Le département du Trésor américain vient de faire quelque chose qu’il n’avait pas fait depuis plus d’une décennie. Le 1er août, il est entré directement sur les marchés des changes, en achetant des yens japonais dans le cadre d’une opération coordonnée avec Tokyo, marquant la première intervention américaine sur le marché des changes depuis l’effort du G7 en 2011 pour stabiliser le yen après le séisme et le tsunami au Japon.
C'était également la première fois que les États-Unis avaient acheté des yens depuis 1998.
Qu'est-ce qui s'est réellement passé
Le secrétaire au Trésor Scott Bessent, l'ancien gérant de hedge fund, a autorisé l'achat de yens en utilisant environ 5 à 10 milliards de dollars. Les fonds provenaient de ventes d'euros effectuées via le mécanisme FIMA de la Réserve fédérale, un dispositif qui permet aux banques centrales étrangères d'échanger leurs avoirs avec la Fed.
Le Japon, pour sa part, est allé beaucoup plus loin. Les achats totaux de yens de Tokyo ce jour-là ont atteint environ 36 milliards de dollars, surpassant de loin la contribution américaine.
Le déclencheur a été la chute du yen à un plus bas de 40 ans face au dollar, s'approchant de 164 yens par dollar.
Bessent a justifié cette mesure en citant ce qu'il a appelé des mouvements du yen désordonnés, provoqués par une sous-évaluation importante.
L'effet immédiat a été mesurable. Le dollar a chuté jusqu'à 1 % contre le yen, tombant à environ 156,34. Au cours des jours suivants, le dollar a fluctué jusqu'à 5 % par rapport à la monnaie japonaise.

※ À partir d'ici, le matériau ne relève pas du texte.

//! Per-request cache control parsed from HTTP headers.

use super::headers;

/// Which lookup tiers a request may use.
#[derive(Debug, Clone, Copy, PartialEq, Eq)]
pub enum CacheLookupMode {
    Exact,
    Template,
    Both,
}

/// Model compatibility policy for the model guardrail.
#[derive(Debug, Clone, Copy, PartialEq, Eq)]
pub enum ModelCompatPolicy {
    /// Exact model string equality. `gpt-4` ≠ `gpt-4-turbo`.
    Strict,
    /// Same family after suffix stripping. `gpt-4` = `gpt-4-0613`.
    Family,
    /// Any model. Only safe when the caller knows the models agree.
    Any,
}

/// Per-request overrides of cache behavior, parsed from request headers.
#[derive(Debug, Clone)]
pub struct CacheControl {
    /// Skip lookup entirely and force a miss.
    pub bypass: bool,
    /// Whether the response may be written through.
    pub store: bool,
    pub mode: CacheLookupMode,
    pub model_compat: ModelCompatPolicy,
    /// Opaque tag for downstream analysis.
    pub experiment: Option<String>,
}

impl Default for CacheControl {
    fn default() -> Self {
        Self {
            bypass: false,
            store: true,
            mode: CacheLookupMode::Both,
            model_compat: ModelCompatPolicy::Strict,
            experiment: None,
        }
    }
}

impl CacheControl {
    pub fn defaults() -> Self {
        Self::default()
    }

    /// Parse from header name/value pairs; names match case-insensitively,
    /// unknown values fall back to the defaults.
    pub fn from_headers<'a, I>(headers_iter: I) -> Self
    where
        I: IntoIterator<Item = (&'a str, &'a str)>,
    {
        let mut control = Self::default();
        for (name, value) in headers_iter {
            match name.to_ascii_lowercase().as_str() {
                headers::CACHE_BYPASS => {
                    control.bypass = parse_bool(value, control.bypass);
                }
                headers::CACHE_STORE => {
                    control.store = parse_bool(value, control.store);
                }
                headers::CACHE_MODE => {
                    control.mode = parse_mode(value);
                }
                headers::MODEL_COMPAT => {
                    control.model_compat = parse_model_compat(value);
                }
                headers::EXPERIMENT => {
                    let trimmed = value.trim();
                    if !trimmed.is_empty() {
                        control.experiment = Some(trimmed.to_string());
                    }
                }
                _ => {}
            }
        }
        control
    }

    pub fn should_lookup(&self) -> bool {
        !self.bypass
    }

    pub fn use_exact(&self) -> bool {
        matches!(self.mode, CacheLookupMode::Exact | CacheLookupMode::Both)
    }

    pub fn use_template(&self) -> bool {
        matches!(self.mode, CacheLookupMode::Template | CacheLookupMode::Both)
    }
}

/// Accepts true/false, 1/0, yes/no, on/off, case-insensitively.
fn parse_bool(value: &str, default: bool) -> bool {
    match value.trim().to_ascii_lowercase().as_str() {
        "true" | "1" | "yes" | "on" => true,
        "false" | "0" | "no" | "off" => false,
        other => {
            tracing::warn!(value = other, "invalid boolean header value, using default");
            default
        }
    }
}

fn parse_mode(value: &str) -> CacheLookupMode {
    match value.trim().to_ascii_lowercase().as_str() {
        "exact" => CacheLookupMode::Exact,
        "template" => CacheLookupMode::Template,
        "both" => CacheLookupMode::Both,
        other => {
            tracing::warn!(value = other, "invalid cache mode header, using both");
            CacheLookupMode::Both
        }
    }
}

fn parse_model_compat(value: &str) -> ModelCompatPolicy {
    match value.trim().to_ascii_lowercase().as_str() {
        "strict" => ModelCompatPolicy::Strict,
        "family" => ModelCompatPolicy::Family,
        "any" => ModelCompatPolicy::Any,
        other => {
            tracing::warn!(value = other, "invalid model compat header, using strict");
            ModelCompatPolicy::Strict
        }
    }
}
//! Deterministic SSE replay of cached responses.

use std::time::Duration;

use futures::stream;

use super::chunker::DeterministicChunker;
use crate::types::chunk::ChatCompletionChunk;
use crate::types::response::ChatCompletionResponse;
use crate::{BoxStream, Result};

/// Terminal SSE frame.
pub const DONE_FRAME: &str = "data: [DONE]\n\n";

/// Replays a cached full response as an SSE chunk sequence.
///
/// The frame payloads are a pure function of `(response, cache_key)`: two
/// replays of the same entry emit byte-identical `data:` frames. The
/// inter-chunk sleeps come from the same seeded stream, so even pacing is
/// reproducible up to scheduler jitter.
pub struct StreamReplayer {
    chunker: DeterministicChunker,
}

impl StreamReplayer {
    pub fn new() -> Self {
        Self {
            chunker: DeterministicChunker::new(),
        }
    }

    pub fn with_chunker(chunker: DeterministicChunker) -> Self {
        Self { chunker }
    }

    /// Build the full frame plan without pacing. Exposed for tests and for
    /// callers that do their own scheduling.
    pub fn plan_frames(
        &self,
        response: &ChatCompletionResponse,
        cache_key: &str,
        cache_hit: bool,
    ) -> Result<Vec<(String, Duration)>> {
        let mut frames: Vec<(String, Duration)> = Vec::new();

        if response.choices.is_empty() {
            frames.push((sse_frame(&ChatCompletionChunk::finish(response, 0, "stop"))?, Duration::ZERO));
            frames.push((DONE_FRAME.to_string(), Duration::ZERO));
            return Ok(frames);
        }

        for choice in &response.choices {
            let index = choice.index;
            // Role rides in the first delta of the first choice.
            if index == 0 {
                frames.push((
                    sse_frame(&ChatCompletionChunk::role(
                        response,
                        index,
                        choice.message.role.clone(),
                    ))?,
                    Duration::ZERO,
                ));
            }

            let content = choice.message.content.as_deref().unwrap_or("");
            for paced in self.chunker.plan(content, cache_key, cache_hit) {
                frames.push((
                    sse_frame(&ChatCompletionChunk::content(response, index, paced.text))?,
                    paced.delay,
                ));
            }

            let finish = choice.finish_reason.as_deref().unwrap_or("stop");
            frames.push((
                sse_frame(&ChatCompletionChunk::finish(response, index, finish))?,
                Duration::ZERO,
            ));
        }

        frames.push((DONE_FRAME.to_string(), Duration::ZERO));
        Ok(frames)
    }

    /// Replay as a paced SSE frame stream. Dropping the stream cancels all
    /// remaining sleeps and emissions.
    pub fn replay(
        &self,
        response: &ChatCompletionResponse,
        cache_key: &str,
        cache_hit: bool,
    ) -> Result<BoxStream<'static, String>> {
        let frames = self.plan_frames(response, cache_key, cache_hit)?;
        let stream = stream::unfold(frames.into_iter(), |mut frames| async move {
            let (frame, delay) = frames.next()?;
            if !delay.is_zero() {
                tokio::time::sleep(delay).await;
            }
            Some((Ok(frame), frames))
        });
        Ok(Box::pin(stream))
    }
}

impl Default for StreamReplayer {
    fn default() -> Self {
        Self::new()
    }
}

fn sse_frame(chunk: &ChatCompletionChunk) -> Result<String> {
    Ok(format!("data: {}\n\n", serde_json::to_string(chunk)?))
}
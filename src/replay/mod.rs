//! 流重放模块：确定性分块重放与透传捕获。
//!
//! # Stream Replay Module
//!
//! Two jobs, one per lookup outcome:
//!
//! - **Hit replay** ([`StreamReplayer`]): a cached full response is split
//!   into word-boundary chunks whose sizes and inter-chunk delays are drawn
//!   from a PRNG seeded by the cache key. Two replays of the same entry
//!   produce byte-identical event sequences, yet pacing resembles live
//!   token generation.
//! - **Miss passthrough** ([`capture_stream`]): upstream bytes are forwarded
//!   unmodified while an incremental SSE reassembler rebuilds the full
//!   response; the terminal `[DONE]` marker triggers the write-through
//!   callback. A dropped stream discards the partial reassembly; cancelled
//!   misses never produce cache entries.

mod chunker;
mod passthrough;
mod replayer;

pub use chunker::{seed_from_key, DeterministicChunker, PacedChunk};
pub use passthrough::{capture_stream, StreamAssembler};
pub use replayer::StreamReplayer;
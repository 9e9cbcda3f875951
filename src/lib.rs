//! # ai-cache-proxy
//!
//! Core cache engine for an OpenAI-compatible caching proxy: a two-tier,
//! template-aware cache that serves semantically equivalent prior answers
//! instead of re-invoking the upstream model.
//!
//! The pipeline on every request is: canonicalize → fingerprint → two-tier
//! lookup (exact, then template) → guardrails → composite scoring → either a
//! deterministic stream replay (hit) or an upstream forward with asynchronous
//! write-through (miss). Ingress frameworks, provider wire conversions beyond
//! the OpenAI-compatible surface, and the embedding model's own inference are
//! external collaborators behind the seams in [`store`], [`provider`] and
//! [`embeddings`].

pub mod canonical;
pub mod config;
pub mod embeddings;
pub mod engine;
pub mod fingerprint;
pub mod provider;
pub mod proxy;
pub mod replay;
pub mod resilience;
pub mod scoring;
pub mod store;
pub mod types;

// Re-export main types for convenience
pub use config::{CacheSettings, ProxyConfig};
pub use engine::control::{CacheControl, CacheLookupMode, ModelCompatPolicy};
pub use engine::{CacheEngine, CacheHit, CacheStatistics, MatchType};
pub use proxy::{ProxyResponse, ProxyService, ProxyStream};
pub use types::{
    chunk::{ChatCompletionChunk, Delta},
    request::{ChatCompletionRequest, Message, MessageRole},
    response::ChatCompletionResponse,
};

use futures::Stream;
use std::pin::Pin;

/// Result type alias for the library
pub type Result<T> = std::result::Result<T, Error>;

/// A unified pinned, boxed stream that emits Result<T>
pub type BoxStream<'a, T> = Pin<Box<dyn Stream<Item = Result<T>> + Send + 'a>>;

/// Error type for the library
pub mod error;
pub use error::{Error, ErrorContext};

Pourquoi les analystes froncent les sourcils
Steven Englander, stratège à Standard Chartered, a qualifié à la fois le moment et la coordination de déroutants. Son objection fondamentale était simple : le yen n'était tout simplement pas une question commerciale majeure pour les États-Unis.
La structure de l'intervention a soulevé des questions supplémentaires. Ce n'était pas une action multilatérale du G7 avec un large consensus international. C'était une opération bilatérale entre deux nations alliées.
Les États-Unis et le Japon ont signalé leur volonté d'effectuer de nouvelles interventions si les conditions le justifiaient.
Ce que cela signifie pour les marchés et les investisseurs en crypto-monnaies
Pour les marchés traditionnels de change, l'intervention crée une dynamique complexe. Les traders qui avaient vendu à découvert le yen, un trade de portage populaire compte tenu des taux d'intérêt historiquement bas du Japon, ont reçu un rappel douloureux selon lequel les gouvernements peuvent et vont s'opposer aux positions dominantes. La fluctuation de 5 % après l'intervention sur le couple dollar-yen illustre à quel point les marchés peuvent réagir violemment lorsque des surprises politiques entrent en collision avec des trades surpeuplés.
La préoccupation la plus pratique pour les investisseurs en crypto-monnaies est le mécanisme de transmission de la volatilité. Les mouvements brusques du dollar/yen ont tendance à se propager à tous les actifs à risque, y compris le bitcoin et les principales altcoins. Le carry trade en yen, où les investisseurs empruntent à bas coût en yen pour financer l'achat d'actifs offrant un rendement plus élevé, a historiquement été une source importante de liquidité pour les marchés spéculatifs. Lorsque ce trade se dénoue violemment, comme cela s'est produit en août 2024, les marchés de crypto-monnaies en ressentent généralement l'impact.